TASK TO COMPLETE
All entries should be printed precisely as written.
________
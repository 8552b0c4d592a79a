//! Effect containers.
//!
//! Every target that can carry effects owns one [`EffectContainer`]: the
//! ordered list of its active instances. The container decides stacking,
//! keeps priority order, and applies removal policies. It never runs
//! anything on its own; the scheduler and the damage pipeline drive it.

mod effect_container;

pub use effect_container::{AddOutcome, EffectContainer, RemoveOutcome};
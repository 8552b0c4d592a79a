//! Property tests for container and scheduler laws.

use std::sync::Arc;

use proptest::prelude::*;

use buff_engine::container::EffectContainer;
use buff_engine::core::{Character, EntityId, Stats, Target, TickPolicy};
use buff_engine::effects::{
    EffectCommands, EffectDefinition, EffectId, RefreshPolicy, RemovalPolicy,
};
use buff_engine::scheduler::EffectScheduler;

#[derive(Clone, Debug)]
enum Op {
    Add(usize),
    Remove(usize),
    Advance(f32),
}

fn definition_strategy(id: u32) -> impl Strategy<Value = EffectDefinition> {
    (
        -3i32..3,
        1u32..4,
        prop_oneof![
            Just(RefreshPolicy::Keep),
            Just(RefreshPolicy::Add),
            Just(RefreshPolicy::Replace)
        ],
        prop_oneof![Just(RemovalPolicy::Clear), Just(RemovalPolicy::Reduce)],
        0.5f32..6.0,
        prop_oneof![Just(0.0f32), 0.25f32..2.0],
        any::<bool>(),
    )
        .prop_map(
            move |(priority, max_stack, refresh, removal, duration, tick_interval, forever)| {
                let definition = EffectDefinition::new(EffectId::new(id), format!("E{}", id))
                    .with_priority(priority)
                    .with_max_stack(max_stack)
                    .with_refresh(refresh)
                    .with_removal(removal)
                    .with_duration(duration)
                    .with_tick_interval(tick_interval);
                if forever {
                    definition.forever()
                } else {
                    definition
                }
            },
        )
}

fn definitions_strategy() -> impl Strategy<Value = Vec<Arc<EffectDefinition>>> {
    (1usize..7)
        .prop_flat_map(|count| {
            (0..count)
                .map(|i| definition_strategy(i as u32))
                .collect::<Vec<_>>()
        })
        .prop_map(|defs| defs.into_iter().map(Arc::new).collect())
}

fn ops_strategy() -> impl Strategy<Value = Vec<Op>> {
    prop::collection::vec(
        prop_oneof![
            3 => (0usize..8).prop_map(Op::Add),
            1 => (0usize..8).prop_map(Op::Remove),
            1 => (0.0f32..3.0).prop_map(Op::Advance),
        ],
        0..40,
    )
}

fn run(
    definitions: &[Arc<EffectDefinition>],
    ops: &[Op],
    policy: TickPolicy,
) -> (EffectContainer, Character) {
    let mut container = EffectContainer::new(EntityId::new(1));
    let mut target = Character::new("Subject", 100, Stats::default());
    let mut commands = EffectCommands::new();
    let scheduler = EffectScheduler::new(policy);

    for op in ops {
        match op {
            Op::Add(i) => {
                let definition = &definitions[i % definitions.len()];
                container.add(definition, None, &mut target, &mut commands).unwrap();
            }
            Op::Remove(i) => {
                let effect = definitions[i % definitions.len()].id;
                container.remove_effect(effect, &mut target, &mut commands);
            }
            Op::Advance(dt) => {
                scheduler.advance(&mut container, &mut target, *dt, &mut commands);
            }
        }
    }
    (container, target)
}

proptest! {
    /// Ascending priority; equal priorities in creation order.
    #[test]
    fn prop_container_order_is_stable(
        definitions in definitions_strategy(),
        ops in ops_strategy(),
    ) {
        let (container, _) = run(&definitions, &ops, TickPolicy::Reset);

        let keys: Vec<(i32, u32)> = container
            .instances()
            .map(|i| (i.priority(), i.id().raw()))
            .collect();
        let mut sorted = keys.clone();
        sorted.sort();
        prop_assert_eq!(keys, sorted);
    }

    #[test]
    fn prop_stack_bounds_and_uniqueness(
        definitions in definitions_strategy(),
        ops in ops_strategy(),
    ) {
        let (container, _) = run(&definitions, &ops, TickPolicy::Accumulate);

        let mut seen = Vec::new();
        for instance in container.instances() {
            prop_assert!(instance.stack() >= 1);
            prop_assert!(instance.stack() <= instance.definition().max_stack);
            prop_assert!(!seen.contains(&instance.effect_id()));
            seen.push(instance.effect_id());
        }
    }

    #[test]
    fn prop_advance_zero_is_identity(
        definitions in definitions_strategy(),
        ops in ops_strategy(),
    ) {
        let (mut container, mut target) = run(&definitions, &ops, TickPolicy::Reset);
        let before = container.snapshot();
        let health = target.health();

        let mut commands = EffectCommands::new();
        EffectScheduler::default().advance(&mut container, &mut target, 0.0, &mut commands);

        let after = container.snapshot();
        prop_assert_eq!(before.len(), after.len());
        for (a, b) in before.iter().zip(after.iter()) {
            prop_assert_eq!(a.id(), b.id());
            prop_assert_eq!(a.remaining_duration(), b.remaining_duration());
            prop_assert_eq!(a.remaining_tick_time(), b.remaining_tick_time());
            prop_assert_eq!(a.stack(), b.stack());
        }
        prop_assert_eq!(health, target.health());
        prop_assert!(commands.is_empty());
    }

    #[test]
    fn prop_replace_resets_to_base_duration(
        duration in 0.5f32..20.0,
        elapsed in 0.0f32..1.0,
    ) {
        let definition = Arc::new(
            EffectDefinition::new(EffectId::new(1), "Replace")
                .with_max_stack(2)
                .with_refresh(RefreshPolicy::Replace)
                .with_duration(duration),
        );
        let mut container = EffectContainer::new(EntityId::new(1));
        let mut target = Character::new("Subject", 10, Stats::default());
        let mut commands = EffectCommands::new();

        container.add(&definition, None, &mut target, &mut commands).unwrap();
        let dt = elapsed * duration;
        EffectScheduler::default().advance(&mut container, &mut target, dt, &mut commands);
        container.add(&definition, None, &mut target, &mut commands).unwrap();

        let instance = container.find(EffectId::new(1)).unwrap();
        prop_assert_eq!(instance.remaining_duration(), duration);
    }

    #[test]
    fn prop_add_extends_by_base_duration(
        duration in 0.5f32..20.0,
        elapsed in 0.0f32..1.0,
        stacks in 2u32..6,
    ) {
        let definition = Arc::new(
            EffectDefinition::new(EffectId::new(1), "Add")
                .with_max_stack(stacks)
                .with_refresh(RefreshPolicy::Add)
                .with_duration(duration),
        );
        let mut container = EffectContainer::new(EntityId::new(1));
        let mut target = Character::new("Subject", 10, Stats::default());
        let mut commands = EffectCommands::new();

        container.add(&definition, None, &mut target, &mut commands).unwrap();
        let dt = elapsed * duration;
        EffectScheduler::default().advance(&mut container, &mut target, dt, &mut commands);

        for _ in 1..stacks {
            let before = container.find(EffectId::new(1)).unwrap().remaining_duration();
            container.add(&definition, None, &mut target, &mut commands).unwrap();
            let after = container.find(EffectId::new(1)).unwrap().remaining_duration();
            prop_assert_eq!(after, before + duration);
        }
    }
}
________
ANSWER SECTION
repository 8552b0c4d592a79a
//! Effect containers.
//!
//! Every target that can carry effects owns one [`EffectContainer`]: the
//! ordered list of its active instances. The container decides stacking,
//! keeps priority order, and applies removal policies. It never runs
//! anything on its own; the scheduler and the damage pipeline drive it.

mod effect_container;

pub use effect_container::{AddOutcome, EffectContainer, RemoveOutcome};
repository 8552b0c4d592a79a
//! Property tests for container and scheduler laws.

use std::sync::Arc;

use proptest::prelude::*;

use buff_engine::container::EffectContainer;
use buff_engine::core::{Character, EntityId, Stats, Target, TickPolicy};
use buff_engine::effects::{
    EffectCommands, EffectDefinition, EffectId, RefreshPolicy, RemovalPolicy,
};
use buff_engine::scheduler::EffectScheduler;

#[derive(Clone, Debug)]
enum Op {
    Add(usize),
    Remove(usize),
    Advance(f32),
}

fn definition_strategy(id: u32) -> impl Strategy<Value = EffectDefinition> {
    (
        -3i32..3,
        1u32..4,
        prop_oneof![
            Just(RefreshPolicy::Keep),
            Just(RefreshPolicy::Add),
            Just(RefreshPolicy::Replace)
        ],
        prop_oneof![Just(RemovalPolicy::Clear), Just(RemovalPolicy::Reduce)],
        0.5f32..6.0,
        prop_oneof![Just(0.0f32), 0.25f32..2.0],
        any::<bool>(),
    )
        .prop_map(
            move |(priority, max_stack, refresh, removal, duration, tick_interval, forever)| {
                let definition = EffectDefinition::new(EffectId::new(id), format!("E{}", id))
                    .with_priority(priority)
                    .with_max_stack(max_stack)
                    .with_refresh(refresh)
                    .with_removal(removal)
                    .with_duration(duration)
                    .with_tick_interval(tick_interval);
                if forever {
                    definition.forever()
                } else {
                    definition
                }
            },
        )
}

fn definitions_strategy() -> impl Strategy<Value = Vec<Arc<EffectDefinition>>> {
    (1usize..7)
        .prop_flat_map(|count| {
            (0..count)
                .map(|i| definition_strategy(i as u32))
                .collect::<Vec<_>>()
        })
        .prop_map(|defs| defs.into_iter().map(Arc::new).collect())
}

fn ops_strategy() -> impl Strategy<Value = Vec<Op>> {
    prop::collection::vec(
        prop_oneof![
            3 => (0usize..8).prop_map(Op::Add),
            1 => (0usize..8).prop_map(Op::Remove),
            1 => (0.0f32..3.0).prop_map(Op::Advance),
        ],
        0..40,
    )
}

fn run(
    definitions: &[Arc<EffectDefinition>],
    ops: &[Op],
    policy: TickPolicy,
) -> (EffectContainer, Character) {
    let mut container = EffectContainer::new(EntityId::new(1));
    let mut target = Character::new("Subject", 100, Stats::default());
    let mut commands = EffectCommands::new();
    let scheduler = EffectScheduler::new(policy);

    for op in ops {
        match op {
            Op::Add(i) => {
                let definition = &definitions[i % definitions.len()];
                container.add(definition, None, &mut target, &mut commands).unwrap();
            }
            Op::Remove(i) => {
                let effect = definitions[i % definitions.len()].id;
                container.remove_effect(effect, &mut target, &mut commands);
            }
            Op::Advance(dt) => {
                scheduler.advance(&mut container, &mut target, *dt, &mut commands);
            }
        }
    }
    (container, target)
}

proptest! {
    /// Ascending priority; equal priorities in creation order.
    #[test]
    fn prop_container_order_is_stable(
        definitions in definitions_strategy(),
        ops in ops_strategy(),
    ) {
        let (container, _) = run(&definitions, &ops, TickPolicy::Reset);

        let keys: Vec<(i32, u32)> = container
            .instances()
            .map(|i| (i.priority(), i.id().raw()))
            .collect();
        let mut sorted = keys.clone();
        sorted.sort();
        prop_assert_eq!(keys, sorted);
    }

    #[test]
    fn prop_stack_bounds_and_uniqueness(
        definitions in definitions_strategy(),
        ops in ops_strategy(),
    ) {
        let (container, _) = run(&definitions, &ops, TickPolicy::Accumulate);

        let mut seen = Vec::new();
        for instance in container.instances() {
            prop_assert!(instance.stack() >= 1);
            prop_assert!(instance.stack() <= instance.definition().max_stack);
            prop_assert!(!seen.contains(&instance.effect_id()));
            seen.push(instance.effect_id());
        }
    }

    #[test]
    fn prop_advance_zero_is_identity(
        definitions in definitions_strategy(),
        ops in ops_strategy(),
    ) {
        let (mut container, mut target) = run(&definitions, &ops, TickPolicy::Reset);
        let before = container.snapshot();
        let health = target.health();

        let mut commands = EffectCommands::new();
        EffectScheduler::default().advance(&mut container, &mut target, 0.0, &mut commands);

        let after = container.snapshot();
        prop_assert_eq!(before.len(), after.len());
        for (a, b) in before.iter().zip(after.iter()) {
            prop_assert_eq!(a.id(), b.id());
            prop_assert_eq!(a.remaining_duration(), b.remaining_duration());
            prop_assert_eq!(a.remaining_tick_time(), b.remaining_tick_time());
            prop_assert_eq!(a.stack(), b.stack());
        }
        prop_assert_eq!(health, target.health());
        prop_assert!(commands.is_empty());
    }

    #[test]
    fn prop_replace_resets_to_base_duration(
        duration in 0.5f32..20.0,
        elapsed in 0.0f32..1.0,
    ) {
        let definition = Arc::new(
            EffectDefinition::new(EffectId::new(1), "Replace")
                .with_max_stack(2)
                .with_refresh(RefreshPolicy::Replace)
                .with_duration(duration),
        );
        let mut container = EffectContainer::new(EntityId::new(1));
        let mut target = Character::new("Subject", 10, Stats::default());
        let mut commands = EffectCommands::new();

        container.add(&definition, None, &mut target, &mut commands).unwrap();
        let dt = elapsed * duration;
        EffectScheduler::default().advance(&mut container, &mut target, dt, &mut commands);
        container.add(&definition, None, &mut target, &mut commands).unwrap();

        let instance = container.find(EffectId::new(1)).unwrap();
        prop_assert_eq!(instance.remaining_duration(), duration);
    }

    #[test]
    fn prop_add_extends_by_base_duration(
        duration in 0.5f32..20.0,
        elapsed in 0.0f32..1.0,
        stacks in 2u32..6,
    ) {
        let definition = Arc::new(
            EffectDefinition::new(EffectId::new(1), "Add")
                .with_max_stack(stacks)
                .with_refresh(RefreshPolicy::Add)
                .with_duration(duration),
        );
        let mut container = EffectContainer::new(EntityId::new(1));
        let mut target = Character::new("Subject", 10, Stats::default());
        let mut commands = EffectCommands::new();

        container.add(&definition, None, &mut target, &mut commands).unwrap();
        let dt = elapsed * duration;
        EffectScheduler::default().advance(&mut container, &mut target, dt, &mut commands);

        for _ in 1..stacks {
            let before = container.find(EffectId::new(1)).unwrap().remaining_duration();
            container.add(&definition, None, &mut target, &mut commands).unwrap();
            let after = container.find(EffectId::new(1)).unwrap().remaining_duration();
            prop_assert_eq!(after, before + duration);
        }
    }
}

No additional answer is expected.